Andi Vajda, whom's search engine PyLucene is what powers my MindRetrieve project, is giving a talk in PyCon. He outlined the challenges to compile a Java application into C executable and making it into Python extension library using GCJ and SWIG. The issues including different memory management, different thread model and cross language error reporting. The success of PyLucene draw a lot of interests in compiling other Java projects into executable and provide more language binding.
I enjoyed yesterday's lightning talks so much that I have stepped up to demonstrate my own MindRetrieve project today. Again the room was packed. I'm glad that I went thought the 5 minutes presentation reasonably well and as at least a few people seems to appreciate my idea.

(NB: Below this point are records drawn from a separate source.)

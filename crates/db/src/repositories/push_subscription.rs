//! Push subscription repository.

use std::sync::Arc;

use sea_orm::{
    ActiveModelTrait, ColumnTrait, DatabaseConnection, EntityTrait, QueryFilter, QueryOrder,
};

use super::user::write_err;
use crate::entities::push_subscription::{ActiveModel, Column, Entity, Model};
use finboard_common::{AppError, AppResult};

/// Repository for push subscription operations.
#[derive(Clone)]
pub struct PushSubscriptionRepository {
    db: Arc<DatabaseConnection>,
}

impl PushSubscriptionRepository {
    /// Create a new push subscription repository.
    #[must_use]
    pub const fn new(db: Arc<DatabaseConnection>) -> Self {
        Self { db }
    }

    /// Find a push subscription by ID.
    pub async fn find_by_id(&self, id: &str) -> AppResult<Option<Model>> {
        Entity::find_by_id(id)
            .one(self.db.as_ref())
            .await
            .map_err(|e| AppError::Database(e.to_string()))
    }

    /// Get a push subscription by ID or return an error.
    pub async fn get_by_id(&self, id: &str) -> AppResult<Model> {
        self.find_by_id(id)
            .await?
            .ok_or_else(|| AppError::NotFound(format!("Push subscription {id} not found")))
    }

    /// Find a push subscription by endpoint.
    pub async fn find_by_endpoint(&self, endpoint: &str) -> AppResult<Option<Model>> {
        Entity::find()
            .filter(Column::Endpoint.eq(endpoint))
            .one(self.db.as_ref())
            .await
            .map_err(|e| AppError::Database(e.to_string()))
    }

    /// Find all subscriptions for a user.
    pub async fn find_by_user_id(&self, user_id: &str) -> AppResult<Vec<Model>> {
        Entity::find()
            .filter(Column::UserId.eq(user_id))
            .order_by_desc(Column::CreatedAt)
            .all(self.db.as_ref())
            .await
            .map_err(|e| AppError::Database(e.to_string()))
    }

    /// Create a new push subscription.
    pub async fn create(&self, subscription: ActiveModel) -> AppResult<Model> {
        subscription
            .insert(self.db.as_ref())
            .await
            .map_err(write_err)
    }

    /// Update an existing subscription.
    pub async fn update(&self, subscription: ActiveModel) -> AppResult<Model> {
        subscription
            .update(self.db.as_ref())
            .await
            .map_err(write_err)
    }

    /// Delete a subscription by ID.
    pub async fn delete(&self, id: &str) -> AppResult<()> {
        Entity::delete_by_id(id)
            .exec(self.db.as_ref())
            .await
            .map_err(|e| AppError::Database(e.to_string()))?;
        Ok(())
    }

    /// Delete every subscription whose endpoint is in `endpoints`.
    ///
    /// Returns the number of rows removed.
    pub async fn delete_by_endpoints(&self, endpoints: &[String]) -> AppResult<u64> {
        if endpoints.is_empty() {
            return Ok(0);
        }

        let result = Entity::delete_many()
            .filter(Column::Endpoint.is_in(endpoints.to_vec()))
            .exec(self.db.as_ref())
            .await
            .map_err(|e| AppError::Database(e.to_string()))?;

        Ok(result.rows_affected)
    }
}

Geek biker Peter Kropf has made a cross country motorcycle trip. With the bike was a custom built hardware censors and cameras recording everything. He made his videos available on his website .
Chris Tismer shown a web demo using stackless Python to maintain server state. Stateless Python sounds like a mystery. But his few lines of code is a great introduction.
I thoroughly enjoyed this three days of PyCon, met lots of great people and learned a whole lot. I cherish this supportive open source community and look forward to more exciting development in the coming year.